Mbirn: Sharing and expanding a taxonomy database of fMRI experimental designs
Background:
The BIRN goal of a research resource in which investigators can transparently retrieve data from around the country requires the intelligent use of ontologies in the querying process. An investigator may wish to retrieve working memory experiments, for example, or may be more interested in particular forms of working memory (spatial, auditory, Sternberg or N-back designs). The database and search infrastructure need representations of these ontological details in order to perform the required queries. The University of Texas Health Science Center, in San Antonio, has already developed an initial database of published literature, focusing on Tailarach-standardized results rather than the storage of raw data, but includes ontology of cognitive experiments. Additionally, UTHSC has developed a tool to quickly formalize experimental designs allowing users to specify the type of cognitive experiment, the response devices, and timing of stimuli for block designs. The inclusion of this tool (i.e. an open source JAVA tool presented at NifTI) into the BIRN web-based database GUI as a front end for design and specification of experimental protocols will be extremely valuable. The goal is to work with the GCRC to understand their ontology and apply it within the BIRN HID, so that UTHS databases, BIRN databases and related query tools are more interoperable.
Participating GCRC site:
University of Texas Health Science Center in San Antonio
Interaction Benefits:
FBIRN/MBIRN would take a significant leap forward in having a base ontology for classifying behavioral experiments. San Antonio would benefit from greater publicity and wider use of their taxonomy and tools.
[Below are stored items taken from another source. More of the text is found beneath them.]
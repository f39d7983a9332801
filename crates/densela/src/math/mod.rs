//! Dense containers: `Matrix` (2D, row-major) and `Vector` (1D).
//!
//! Both own their storage. Every operation that produces a new container
//! allocates fresh storage; row and column extraction copies.
pub mod matrix;
pub mod vector;

pub use matrix::Matrix;
pub use vector::Vector;
impl<T: Element> Matrix<T> {
    pub fn zeros(rows: usize, cols: usize) -> Self {
        Self::constant(rows, cols, T::zero())
    }

    pub fn constant(rows: usize, cols: usize, value: T) -> Self {
        Self::from_parts(rows, cols, vec![value; rows * cols])
    }

    /// Fill a `rows x cols` matrix from `input` in row-major order.
    ///
    /// The input is cycled when shorter than the matrix and truncated when
    /// longer. An empty input yields the empty matrix.
    pub fn from_flat_cycled(rows: usize, cols: usize, input: &[T]) -> Self {
        if input.is_empty() {
            return Self::empty();
        }
        let data = (0..rows * cols).map(|k| input[k % input.len()]).collect();
        Self::from_parts(rows, cols, data)
    }

    pub fn identity(n: usize) -> Self {
        let mut m = Self::zeros(n, n);
        for k in 0..n {
            m[(k, k)] = T::one();
        }
        m
    }

    /// Set every existing cell to `value`.
    pub fn fill(&mut self, value: T) {
        self.data.iter_mut().for_each(|v| *v = value);
    }

    /// Owned copy of row `row`.
    pub fn row_vector(&self, row: usize) -> Option<Vector<T>> {
        self.row(row).map(|r| Vector::from_vec(r.to_vec()))
    }

    /// Owned copy of column `col`.
    pub fn column_vector(&self, col: usize) -> Option<Vector<T>> {
        if col >= self.cols {
            return None;
        }
        Some((0..self.rows).map(|r| self[(r, col)]).collect())
    }

    pub fn map<F>(&self, f: F) -> Matrix<T>
    where
        F: Fn(T) -> T + Send + Sync,
    {
        self.map_with(&Dispatch::Sequential, f)
    }

    pub fn par_map<F>(&self, f: F) -> Matrix<T>
    where
        F: Fn(T) -> T + Send + Sync,
    {
        self.map_with(&Dispatch::parallel(), f)
    }

    /// Apply `f` to every cell, returning a new matrix.
    pub fn map_with<F>(&self, dispatch: &Dispatch, f: F) -> Matrix<T>
    where
        F: Fn(T) -> T + Send + Sync,
    {
        let cols = self.cols;
        let src = &self.data;
        let mut out = vec![T::zero(); src.len()];
        dispatch.fill_rows(&mut out, cols, |i, line| {
            let input = &src[i * cols..(i + 1) * cols];
            for (cell, &v) in line.iter_mut().zip(input) {
                *cell = f(v);
            }
        });
        Self::from_parts(self.rows, cols, out)
    }

    pub fn zip<F>(&self, other: &Matrix<T>, f: F) -> Result<Matrix<T>>
    where
        F: Fn(T, T) -> T + Send + Sync,
    {
        self.zip_with(&Dispatch::Sequential, other, f)
    }

    pub fn par_zip<F>(&self, other: &Matrix<T>, f: F) -> Result<Matrix<T>>
    where
        F: Fn(T, T) -> T + Send + Sync,
    {
        self.zip_with(&Dispatch::parallel(), other, f)
    }

    /// Combine two equally shaped matrices cell by cell: `p[i][j] = f(m[i][j], n[i][j])`.
    pub fn zip_with<F>(&self, dispatch: &Dispatch, other: &Matrix<T>, f: F) -> Result<Matrix<T>>
    where
        F: Fn(T, T) -> T + Send + Sync,
    {
        if !self.same_shape(other) {
            return Err(MatrixError::DifferentDimension {
                left: self.shape(),
                right: other.shape(),
            });
        }
        let cols = self.cols;
        let (lhs, rhs) = (&self.data, &other.data);
        let mut out = vec![T::zero(); lhs.len()];
        dispatch.fill_rows(&mut out, cols, |i, line| {
            let range = i * cols..(i + 1) * cols;
            for ((cell, &a), &b) in line.iter_mut().zip(&lhs[range.clone()]).zip(&rhs[range]) {
                *cell = f(a, b);
            }
        });
        Ok(Self::from_parts(self.rows, cols, out))
    }

    pub fn map_row_in_place<F>(&mut self, row: usize, f: F) -> Result<()>
    where
        F: Fn(T) -> T + Send + Sync,
    {
        self.map_row_in_place_with(&Dispatch::Sequential, row, f)
    }

    /// Replace every cell of `row` with `f(cell)`; one unit of work per cell
    /// under the parallel strategy.
    pub fn map_row_in_place_with<F>(&mut self, dispatch: &Dispatch, row: usize, f: F) -> Result<()>
    where
        F: Fn(T) -> T + Send + Sync,
    {
        self.check_row(row)?;
        let start = self.offset(row, 0);
        let end = start + self.cols;
        dispatch.map_in_place(&mut self.data[start..end], f);
        Ok(())
    }

    /// Multiply every cell of `row` by `multiplier` in place.
    pub fn scale_row(&mut self, row: usize, multiplier: T) -> Result<()> {
        self.map_row_in_place(row, move |v| multiplier * v)
    }

    /// First row at or below `row` whose cell in `col` is non-zero.
    pub fn find_pivot(&self, row: usize, col: usize) -> Option<usize> {
        if col >= self.cols {
            return None;
        }
        (row..self.rows).find(|&r| self[(r, col)] != T::zero())
    }

    pub fn scalar_with(&self, dispatch: &Dispatch, op: ScalarOp, x: T) -> Matrix<T> {
        self.map_with(dispatch, move |cell| op.apply(cell, x))
    }

    pub fn add_scalar(&self, x: T) -> Matrix<T> {
        self.scalar_with(&Dispatch::Sequential, ScalarOp::Add, x)
    }

    pub fn sub_scalar(&self, x: T) -> Matrix<T> {
        self.scalar_with(&Dispatch::Sequential, ScalarOp::Subtract, x)
    }

    /// `x - m[i][j]` for every cell.
    pub fn scalar_sub(&self, x: T) -> Matrix<T> {
        self.scalar_with(&Dispatch::Sequential, ScalarOp::SubtractFrom, x)
    }

    pub fn mul_scalar(&self, x: T) -> Matrix<T> {
        self.scalar_with(&Dispatch::Sequential, ScalarOp::Multiply, x)
    }

    pub fn div_scalar(&self, x: T) -> Matrix<T> {
        self.scalar_with(&Dispatch::Sequential, ScalarOp::Divide, x)
    }

    /// `x / m[i][j]` for every cell.
    pub fn scalar_div(&self, x: T) -> Matrix<T> {
        self.scalar_with(&Dispatch::Sequential, ScalarOp::DivideInto, x)
    }

    pub fn combine_with(&self, dispatch: &Dispatch, other: &Matrix<T>, op: PairOp) -> Result<Matrix<T>> {
        self.zip_with(dispatch, other, move |a, b| op.apply(a, b))
    }

    pub fn add(&self, other: &Matrix<T>) -> Result<Matrix<T>> {
        self.combine_with(&Dispatch::Sequential, other, PairOp::Add)
    }

    pub fn sub(&self, other: &Matrix<T>) -> Result<Matrix<T>> {
        self.combine_with(&Dispatch::Sequential, other, PairOp::Subtract)
    }

    /// Elementwise (Hadamard) product.
    pub fn hadamard_mul(&self, other: &Matrix<T>) -> Result<Matrix<T>> {
        self.combine_with(&Dispatch::Sequential, other, PairOp::Multiply)
    }

    /// Elementwise quotient.
    pub fn hadamard_div(&self, other: &Matrix<T>) -> Result<Matrix<T>> {
        self.combine_with(&Dispatch::Sequential, other, PairOp::Divide)
    }

    /// Shape of `self * other`, or `None` when the product is undefined.
    pub fn multiplication_shape<U>(&self, other: &Matrix<U>) -> Option<(usize, usize)> {
        (self.cols == other.rows).then(|| (self.rows, other.cols))
    }

    pub fn multiply(&self, other: &Matrix<T>) -> Result<Matrix<T>> {
        self.multiply_with(&Dispatch::Sequential, other)
    }

    /// Matrix product; cell `(i, j)` is the dot product of row `i` of `self`
    /// and column `j` of `other`.
    pub fn multiply_with(&self, dispatch: &Dispatch, other: &Matrix<T>) -> Result<Matrix<T>> {
        let (rows, cols) =
            self.multiplication_shape(other)
                .ok_or(MatrixError::MultiplicationValidity {
                    left: self.shape(),
                    right: other.shape(),
                })?;
        log::debug!(
            "Multiplying {:?} by {:?} ({} strategy)",
            self.shape(),
            other.shape(),
            dispatch.strategy()
        );

        let columns: Vec<Vector<T>> = (0..cols).filter_map(|j| other.column_vector(j)).collect();
        let mut out = vec![T::zero(); rows * cols];
        dispatch.fill_rows(&mut out, cols, |i, line| {
            let row = self.row_slice(i);
            for (cell, column) in line.iter_mut().zip(&columns) {
                // lengths agree once the shapes have been checked
                *cell = dot_slices(row, column.as_slice()).unwrap_or_else(T::zero);
            }
        });
        Ok(Self::from_parts(rows, cols, out))
    }

    pub fn transpose(&self) -> Matrix<T> {
        self.transpose_with(&Dispatch::Sequential)
    }

    pub fn transpose_with(&self, dispatch: &Dispatch) -> Matrix<T> {
        let (rows, cols) = self.shape();
        let mut out = vec![T::zero(); rows * cols];
        dispatch.fill_rows(&mut out, rows, |j, line| {
            for (i, cell) in line.iter_mut().enumerate() {
                *cell = self[(i, j)];
            }
        });
        Self::from_parts(cols, rows, out)
    }

    /// Copy of the block spanning rows `row_min..=row_max` and columns
    /// `col_min..=col_max`.
    pub fn submatrix(&self, row_min: usize, col_min: usize, row_max: usize, col_max: usize) -> Result<Matrix<T>> {
        check_range(row_min, row_max, self.rows)?;
        check_range(col_min, col_max, self.cols)?;
        let data = (row_min..=row_max)
            .flat_map(|r| self.row_slice(r)[col_min..=col_max].iter().copied())
            .collect();
        Ok(Self::from_parts(
            row_max - row_min + 1,
            col_max - col_min + 1,
            data,
        ))
    }

    /// Copy with row `row` and column `col` removed.
    pub fn minor(&self, row: usize, col: usize) -> Result<Matrix<T>> {
        self.check_row(row)?;
        if col >= self.cols {
            return Err(MatrixError::OutOfBounds {
                index: col,
                len: self.cols,
            });
        }
        let data = self
            .rows_iter()
            .enumerate()
            .filter(|&(r, _)| r != row)
            .flat_map(|(_, line)| {
                line.iter()
                    .enumerate()
                    .filter(move |&(c, _)| c != col)
                    .map(|(_, &v)| v)
            })
            .collect();
        Ok(Self::from_parts(self.rows - 1, self.cols - 1, data))
    }

    /// Lossy widening of every cell to `f64`.
    pub fn to_f64(&self) -> Matrix<f64> {
        Matrix::from_parts(
            self.rows,
            self.cols,
            self.data.iter().map(|v| v.as_f64()).collect(),
        )
    }

    /// True when both matrices share a shape and every pair of cells differs
    /// by strictly less than `sigma` after widening to `f64`.
    pub fn within_tolerance(&self, other: &Matrix<T>, sigma: f64) -> bool {
        self.same_shape(other)
            && self
                .data
                .iter()
                .zip(other.data.iter())
                .all(|(&a, &b)| (a.as_f64() - b.as_f64()).abs() < sigma)
    }
}

fn check_range(min: usize, max: usize, len: usize) -> Result<()> {
    if max >= len {
        return Err(MatrixError::OutOfBounds { index: max, len });
    }
    if min > max {
        return Err(MatrixError::OutOfBounds {
            index: min,
            len: max + 1,
        });
    }
    Ok(())
}

impl<T> Index<(usize, usize)> for Matrix<T> {
    type Output = T;

    fn index(&self, index: (usize, usize)) -> &Self::Output {
        let offset = self.offset(index.0, index.1);
        &self.data[offset]
    }
}

impl<T> IndexMut<(usize, usize)> for Matrix<T> {
    fn index_mut(&mut self, index: (usize, usize)) -> &mut Self::Output {
        let offset = self.offset(index.0, index.1);
        &mut self.data[offset]
    }
}

impl<T: fmt::Display> fmt::Display for Matrix<T> {
    fn fmt(&self, f: &mut fmt::Formatter<'_>) -> fmt::Result {
        for row in self.rows_iter() {
            write!(f, "\n|\t")?;
            for value in row {
                write!(f, "{}\t", value)?;
            }
            writeln!(f, "|")?;
        }
        Ok(())
    }
}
Both would improve through broader inclusion of new experimental methods as brought in by the FBIRN sites, and with revisions as needed to reflect the more detailed information required for BIRN usage and queries.
Deliverables:
The application of the UTHSC experimental ontology to the BIRN HID, so that experiments as they are designed are linked to pre-existing hierarchies of experiments and made retrievable through intelligent queries (e.g., finding working memory experiments or finger-movement experiments as a subset of sensorimotor experiments).
Resources:
Personnel time from FBIRN, primarily, the recently formed Ontology Task Force as relevant, and from UTHSC.